◆ What you need to do ◆
Quote only the lines from the top of the listing below down to and including the line with "orders. This subsystem".

◆ Data supplied ◆

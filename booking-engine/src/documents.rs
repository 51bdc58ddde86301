//! Document-store seam
//!
//! The remote collection-of-documents collaborator that owns finalized
//! orders. This subsystem only needs `create` (submission) and `query`
//! (history read-back); realtime subscriptions and everything else about
//! the transport stay with the hosting app.
//!
//! [`MemoryDocumentStore`] is the in-process fake used by tests and
//! offline development, with a failure switch for exercising the
//! submission error paths.

use std::collections::HashMap;
use std::sync::atomic::{AtomicBool, Ordering};

use async_trait::async_trait;
use parking_lot::Mutex;
use serde_json::Value;
use thiserror::Error;

/// Collection holding finalized orders
pub const ORDERS_COLLECTION: &str = "orders";

/// Document-store collaborator failures
#[derive(Debug, Error)]
pub enum DocumentError {
    #[error("document store unavailable: {0}")]
    Unavailable(String),

    #[error("document rejected: {0}")]
    Rejected(String),
}

/// Narrow async contract over the remote document store
#[async_trait]
pub trait DocumentStore: Send + Sync {
    /// Create a document, returning its server-assigned id
    async fn create(&self, collection: &str, doc: Value) -> Result<String, DocumentError>;

    /// Fetch documents whose fields equal every field of `filter`
    async fn query(&self, collection: &str, filter: Value) -> Result<Vec<Value>, DocumentError>;
}

/// In-memory document store for tests and offline development
#[derive(Default)]
pub struct MemoryDocumentStore {
    collections: Mutex<HashMap<String, Vec<Value>>>,
    fail_creates: AtomicBool,
}

impl MemoryDocumentStore {
    pub fn new() -> Self {
        Self::default()
    }

    /// Toggle simulated outages on `create`
    pub fn fail_creates(&self, fail: bool) {
        self.fail_creates.store(fail, Ordering::SeqCst);
    }

    /// Snapshot of a collection, for test inspection
    pub fn documents(&self, collection: &str) -> Vec<Value> {
        self.collections
            .lock()
            .get(collection)
            .cloned()
            .unwrap_or_default()
    }
}

#[async_trait]
impl DocumentStore for MemoryDocumentStore {
    async fn create(&self, collection: &str, mut doc: Value) -> Result<String, DocumentError> {
        if self.fail_creates.load(Ordering::SeqCst) {
            return Err(DocumentError::Unavailable("simulated outage".to_string()));
        }

        let id = uuid::Uuid::new_v4().to_string();
        if let Value::Object(map) = &mut doc {
            map.insert("id".to_string(), Value::String(id.clone()));
        }
        self.collections
            .lock()
            .entry(collection.to_string())
            .or_default()
            .push(doc);
        Ok(id)
    }

    async fn query(&self, collection: &str, filter: Value) -> Result<Vec<Value>, DocumentError> {
        let filter = match filter {
            Value::Object(map) => map,
            _ => return Err(DocumentError::Rejected("filter must be an object".to_string())),
        };

        let collections = self.collections.lock();
        let Some(docs) = collections.get(collection) else {
            return Ok(Vec::new());
        };

        Ok(docs
            .iter()
            .filter(|doc| filter.iter().all(|(key, value)| doc.get(key) == Some(value)))
            .cloned()
            .collect())
    }
}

◆ Exercise result ◆
filename booking-engine/src/documents.rs
repository 51bdc58ddde86301
//! Document-store seam
//!
//! The remote collection-of-documents collaborator that owns finalized
//! orders. This subsystem only needs `create` (submission) and `query`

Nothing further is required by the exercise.